[[ RECORDS SUPPLIED open ]]

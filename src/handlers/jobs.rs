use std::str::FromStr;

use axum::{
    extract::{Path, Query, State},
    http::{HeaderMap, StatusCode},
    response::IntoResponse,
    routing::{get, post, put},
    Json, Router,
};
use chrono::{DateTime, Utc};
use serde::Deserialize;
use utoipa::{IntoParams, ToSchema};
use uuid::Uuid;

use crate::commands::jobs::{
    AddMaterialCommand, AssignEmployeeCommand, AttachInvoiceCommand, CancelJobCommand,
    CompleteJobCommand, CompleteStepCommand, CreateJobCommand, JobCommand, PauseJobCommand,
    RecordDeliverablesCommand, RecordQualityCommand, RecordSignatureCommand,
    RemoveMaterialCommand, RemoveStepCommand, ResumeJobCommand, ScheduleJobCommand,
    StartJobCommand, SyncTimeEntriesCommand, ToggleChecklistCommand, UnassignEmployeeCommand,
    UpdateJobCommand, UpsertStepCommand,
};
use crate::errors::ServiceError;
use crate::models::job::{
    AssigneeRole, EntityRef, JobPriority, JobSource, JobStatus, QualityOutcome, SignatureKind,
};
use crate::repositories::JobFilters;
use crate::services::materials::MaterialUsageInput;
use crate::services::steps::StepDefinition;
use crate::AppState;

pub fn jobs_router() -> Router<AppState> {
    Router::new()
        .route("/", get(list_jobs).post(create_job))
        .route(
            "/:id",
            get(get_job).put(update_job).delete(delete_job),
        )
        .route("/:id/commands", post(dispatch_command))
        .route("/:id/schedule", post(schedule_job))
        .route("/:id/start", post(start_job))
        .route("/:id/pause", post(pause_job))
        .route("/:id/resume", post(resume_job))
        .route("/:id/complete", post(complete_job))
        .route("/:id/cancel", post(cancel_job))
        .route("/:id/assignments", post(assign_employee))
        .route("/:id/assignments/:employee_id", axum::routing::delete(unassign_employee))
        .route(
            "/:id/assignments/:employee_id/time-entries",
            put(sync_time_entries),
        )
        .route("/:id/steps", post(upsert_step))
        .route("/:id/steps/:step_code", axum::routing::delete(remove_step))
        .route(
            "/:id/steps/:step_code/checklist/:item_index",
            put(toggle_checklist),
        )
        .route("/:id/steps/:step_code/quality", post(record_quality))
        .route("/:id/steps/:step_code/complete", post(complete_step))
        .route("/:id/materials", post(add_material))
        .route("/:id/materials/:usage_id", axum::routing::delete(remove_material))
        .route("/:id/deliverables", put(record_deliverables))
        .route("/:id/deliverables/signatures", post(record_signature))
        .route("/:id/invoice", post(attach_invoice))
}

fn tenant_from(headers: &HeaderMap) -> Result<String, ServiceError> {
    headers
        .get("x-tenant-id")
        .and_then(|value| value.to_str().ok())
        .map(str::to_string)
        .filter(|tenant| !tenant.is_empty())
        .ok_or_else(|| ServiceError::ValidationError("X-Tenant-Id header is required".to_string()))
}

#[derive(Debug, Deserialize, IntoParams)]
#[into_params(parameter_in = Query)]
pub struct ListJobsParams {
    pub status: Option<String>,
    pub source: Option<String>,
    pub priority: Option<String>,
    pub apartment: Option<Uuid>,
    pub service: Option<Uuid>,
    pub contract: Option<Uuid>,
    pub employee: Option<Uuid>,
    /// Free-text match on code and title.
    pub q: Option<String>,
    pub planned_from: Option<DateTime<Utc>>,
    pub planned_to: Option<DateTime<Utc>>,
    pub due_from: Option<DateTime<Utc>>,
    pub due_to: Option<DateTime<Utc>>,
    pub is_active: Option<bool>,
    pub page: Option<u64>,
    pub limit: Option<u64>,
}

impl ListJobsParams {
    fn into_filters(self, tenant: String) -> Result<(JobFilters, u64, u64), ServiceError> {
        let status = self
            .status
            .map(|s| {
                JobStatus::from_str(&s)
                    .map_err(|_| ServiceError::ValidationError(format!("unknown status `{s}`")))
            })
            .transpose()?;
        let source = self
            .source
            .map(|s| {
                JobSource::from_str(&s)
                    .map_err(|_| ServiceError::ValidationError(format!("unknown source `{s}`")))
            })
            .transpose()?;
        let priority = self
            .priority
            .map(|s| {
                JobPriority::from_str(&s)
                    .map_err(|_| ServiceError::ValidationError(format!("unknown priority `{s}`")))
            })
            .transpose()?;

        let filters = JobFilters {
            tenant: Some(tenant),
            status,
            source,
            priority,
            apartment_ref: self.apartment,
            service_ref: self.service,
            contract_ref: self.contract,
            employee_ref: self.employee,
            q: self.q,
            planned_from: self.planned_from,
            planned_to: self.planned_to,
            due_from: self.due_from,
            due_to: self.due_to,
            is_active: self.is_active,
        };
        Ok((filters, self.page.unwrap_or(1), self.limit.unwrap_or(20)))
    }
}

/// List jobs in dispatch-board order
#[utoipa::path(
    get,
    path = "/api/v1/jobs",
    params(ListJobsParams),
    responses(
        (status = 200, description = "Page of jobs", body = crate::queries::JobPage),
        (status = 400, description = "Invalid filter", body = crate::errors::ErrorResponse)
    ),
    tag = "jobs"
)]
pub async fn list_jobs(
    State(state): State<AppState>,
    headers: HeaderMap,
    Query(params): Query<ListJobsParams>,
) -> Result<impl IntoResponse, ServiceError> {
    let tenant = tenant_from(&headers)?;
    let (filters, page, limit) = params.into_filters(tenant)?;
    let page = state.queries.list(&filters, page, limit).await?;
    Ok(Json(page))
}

[[ RECORDS SUPPLIED closed ]]

The lines needed are those in the data above that hold the string "routing"; copy each of them.

    routing::{get, post, put},
        .route("/:id/assignments/:employee_id", axum::routing::delete(unassign_employee))
        .route("/:id/steps/:step_code", axum::routing::delete(remove_step))
        .route("/:id/materials/:usage_id", axum::routing::delete(remove_material))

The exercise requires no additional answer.